## [Records shown]

════════════════════

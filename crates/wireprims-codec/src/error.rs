/// Errors that can occur while reading or writing a buffer.
#[derive(Debug, Clone, PartialEq, Eq, thiserror::Error)]
pub enum CodecError {
    /// The operation needs more bytes than remain in the buffer.
    #[error("out of bounds at offset {offset} (needed {needed} bytes, {remaining} remaining)")]
    OutOfBounds {
        offset: usize,
        needed: usize,
        remaining: usize,
    },

    /// The encoded text does not fit the declared field length.
    #[error("string too long ({len} bytes, max {max})")]
    StringTooLong { len: usize, max: usize },
}

pub type Result<T> = std::result::Result<T, CodecError>;

#[cfg(test)]
mod tests {
    use super::*;

    #[test]
    fn out_of_bounds_message_names_position() {
        let err = CodecError::OutOfBounds {
            offset: 6,
            needed: 4,
            remaining: 2,
        };
        assert_eq!(
            err.to_string(),
            "out of bounds at offset 6 (needed 4 bytes, 2 remaining)"
        );
    }

    #[test]
    fn string_too_long_message() {
        let err = CodecError::StringTooLong { len: 9, max: 8 };
        assert_eq!(err.to_string(), "string too long (9 bytes, max 8)");
    }
}
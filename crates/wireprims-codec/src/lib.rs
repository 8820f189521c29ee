//! Cursor-based binary readers and writers over fixed byte buffers.
//!
//! This is the core layer of wireprims. Every codec pass works on a
//! caller-owned buffer:
//! - A [`BinaryReader`] borrows `&[u8]` and decodes primitives in sequence
//! - A [`BinaryWriter`] borrows `&mut [u8]` and encodes primitives in sequence
//! - The [`ByteOrder`] type parameter selects network order ([`BigEndian`])
//!   or host order ([`LittleEndian`])
//!
//! Identifiers ([`Guid`]) use a mixed-endian wire layout regardless of the
//! surrounding byte order.
//!
//! No I/O, no allocation of the backing buffer, no partial reads.

pub mod error;
pub mod guid;
pub mod order;
pub mod reader;
pub mod text;
pub mod writer;

pub use error::{CodecError, Result};
pub use guid::{swap_wire_order, Guid, GUID_SIZE};
pub use order::{BigEndian, ByteOrder, LittleEndian};
pub use reader::{BigEndianReader, BinaryReader, LittleEndianReader};
pub use writer::{BigEndianWriter, BinaryWriter, LittleEndianWriter};

pub use uuid::Uuid;
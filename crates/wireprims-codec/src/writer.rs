use std::fmt;
use std::marker::PhantomData;

use tracing::{debug, trace};

use crate::error::{CodecError, Result};
use crate::guid::Guid;
use crate::order::{BigEndian, ByteOrder, LittleEndian};
use crate::text;

/// Writer encoding network-order (big-endian) fields.
pub type BigEndianWriter<'a> = BinaryWriter<'a, BigEndian>;

/// Writer encoding little-endian fields.
pub type LittleEndianWriter<'a> = BinaryWriter<'a, LittleEndian>;

/// Encodes fields in sequence into a borrowed, fixed-size byte buffer.
///
/// The buffer is never grown. A write that does not fit fails with
/// [`CodecError::OutOfBounds`] before touching the buffer or the cursor.
pub struct BinaryWriter<'a, O> {
    buf: &'a mut [u8],
    pos: usize,
    _order: PhantomData<O>,
}

impl<'a, O: ByteOrder> BinaryWriter<'a, O> {
    /// Create a writer positioned at the start of `buf`.
    pub fn new(buf: &'a mut [u8]) -> Self {
        Self {
            buf,
            pos: 0,
            _order: PhantomData,
        }
    }

    /// Number of bytes written so far.
    pub fn bytes_written(&self) -> usize {
        self.pos
    }

    /// Room left before the end of the buffer.
    pub fn bytes_left(&self) -> usize {
        self.buf.len() - self.pos
    }

    /// The bytes written so far.
    pub fn written(&self) -> &[u8] {
        &self.buf[..self.pos]
    }

    /// The unwritten tail, for composing with a nested encoder.
    ///
    /// Bytes placed here are not counted until [`advance`](Self::advance)
    /// commits them.
    pub fn remaining_mut(&mut self) -> &mut [u8] {
        &mut self.buf[self.pos..]
    }

    /// Commit `len` bytes written directly into [`remaining_mut`](Self::remaining_mut).
    pub fn advance(&mut self, len: usize) -> Result<()> {
        self.claim(len).map(|_| ())
    }

    /// Consume the writer and return the whole underlying buffer.
    pub fn into_inner(self) -> &'a mut [u8] {
        self.buf
    }

    fn claim(&mut self, len: usize) -> Result<&mut [u8]> {
        let remaining = self.bytes_left();
        if len > remaining {
            trace!(
                order = O::NAME,
                offset = self.pos,
                needed = len,
                remaining,
                "write out of bounds"
            );
            return Err(CodecError::OutOfBounds {
                offset: self.pos,
                needed: len,
                remaining,
            });
        }

        let start = self.pos;
        self.pos += len;
        Ok(&mut self.buf[start..self.pos])
    }

    pub fn write_u8(&mut self, value: u8) -> Result<()> {
        self.claim(1)?[0] = value;
        Ok(())
    }

    pub fn write_u16(&mut self, value: u16) -> Result<()> {
        let mut dst = self.claim(2)?;
        O::put_u16(&mut dst, value);
        Ok(())
    }

    pub fn write_i16(&mut self, value: i16) -> Result<()> {
        let mut dst = self.claim(2)?;
        O::put_i16(&mut dst, value);
        Ok(())
    }

    pub fn write_u32(&mut self, value: u32) -> Result<()> {
        let mut dst = self.claim(4)?;
        O::put_u32(&mut dst, value);
        Ok(())
    }

    pub fn write_i32(&mut self, value: i32) -> Result<()> {
        let mut dst = self.claim(4)?;
        O::put_i32(&mut dst, value);
        Ok(())
    }

    /// Copy `bytes` into the buffer.
    pub fn write_bytes(&mut self, bytes: &[u8]) -> Result<()> {
        self.claim(bytes.len())?.copy_from_slice(bytes);
        Ok(())
    }

    /// Clear the next `len` bytes.
    pub fn write_zeros(&mut self, len: usize) -> Result<()> {
        self.claim(len)?.fill(0);
        Ok(())
    }

    /// Write `value` as UTF-8 into a zero-padded field of exactly `len` bytes.
    ///
    /// Text longer than the field is cut at the last character boundary that
    /// fits. Use [`write_fixed_string_exact`](Self::write_fixed_string_exact)
    /// to reject it instead.
    pub fn write_fixed_string(&mut self, value: &str, len: usize) -> Result<()> {
        let kept = text::truncate_to_boundary(value, len);
        let field = self.claim(len)?;
        if kept.len() < value.len() {
            debug!(
                declared = len,
                encoded = value.len(),
                kept = kept.len(),
                "truncated fixed-length string"
            );
        }

        field.fill(0);
        field[..kept.len()].copy_from_slice(kept.as_bytes());
        Ok(())
    }

    /// Like [`write_fixed_string`](Self::write_fixed_string), but fails with
    /// [`CodecError::StringTooLong`] when the text does not fit.
    pub fn write_fixed_string_exact(&mut self, value: &str, len: usize) -> Result<()> {
        if value.len() > len {
            return Err(CodecError::StringTooLong {
                len: value.len(),
                max: len,
            });
        }
        self.write_fixed_string(value, len)
    }

    /// Write a [`Guid`] in the mixed-endian wire layout.
    pub fn write_guid(&mut self, value: Guid) -> Result<()> {
        self.write_bytes(&value.to_wire_bytes())
    }
}

impl BinaryWriter<'_, BigEndian> {
    /// Write a `u16` low byte first, against the buffer's byte order.
    pub fn write_u16_reversed(&mut self, value: u16) -> Result<()> {
        let mut dst = self.claim(2)?;
        LittleEndian::put_u16(&mut dst, value);
        Ok(())
    }

    /// Write an `i16` low byte first, against the buffer's byte order.
    pub fn write_i16_reversed(&mut self, value: i16) -> Result<()> {
        let mut dst = self.claim(2)?;
        LittleEndian::put_i16(&mut dst, value);
        Ok(())
    }
}

impl<O: ByteOrder> fmt::Debug for BinaryWriter<'_, O> {
    fn fmt(&self, f: &mut fmt::Formatter<'_>) -> fmt::Result {
        f.debug_struct("BinaryWriter")
            .field("order", &O::NAME)
            .field("pos", &self.pos)
            .field("len", &self.buf.len())
            .finish()
    }
}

════════════════════

## [Work request]
Proceeding from the line containing "let remaining = self.bytes_left();" through the line containing "pub fn write_bytes(&mut", transcribe the lines above exactly, both end lines included.

## [Response for this exercise]
        let remaining = self.bytes_left();
        if len > remaining {
            trace!(
                order = O::NAME,
                offset = self.pos,
                needed = len,
                remaining,
                "write out of bounds"
            );
            return Err(CodecError::OutOfBounds {
                offset: self.pos,
                needed: len,
                remaining,
            });
        }

        let start = self.pos;
        self.pos += len;
        Ok(&mut self.buf[start..self.pos])
    }

    pub fn write_u8(&mut self, value: u8) -> Result<()> {
        self.claim(1)?[0] = value;
        Ok(())
    }

    pub fn write_u16(&mut self, value: u16) -> Result<()> {
        let mut dst = self.claim(2)?;
        O::put_u16(&mut dst, value);
        Ok(())
    }

    pub fn write_i16(&mut self, value: i16) -> Result<()> {
        let mut dst = self.claim(2)?;
        O::put_i16(&mut dst, value);
        Ok(())
    }

    pub fn write_u32(&mut self, value: u32) -> Result<()> {
        let mut dst = self.claim(4)?;
        O::put_u32(&mut dst, value);
        Ok(())
    }

    pub fn write_i32(&mut self, value: i32) -> Result<()> {
        let mut dst = self.claim(4)?;
        O::put_i32(&mut dst, value);
        Ok(())
    }

    /// Copy `bytes` into the buffer.
    pub fn write_bytes(&mut self, bytes: &[u8]) -> Result<()> {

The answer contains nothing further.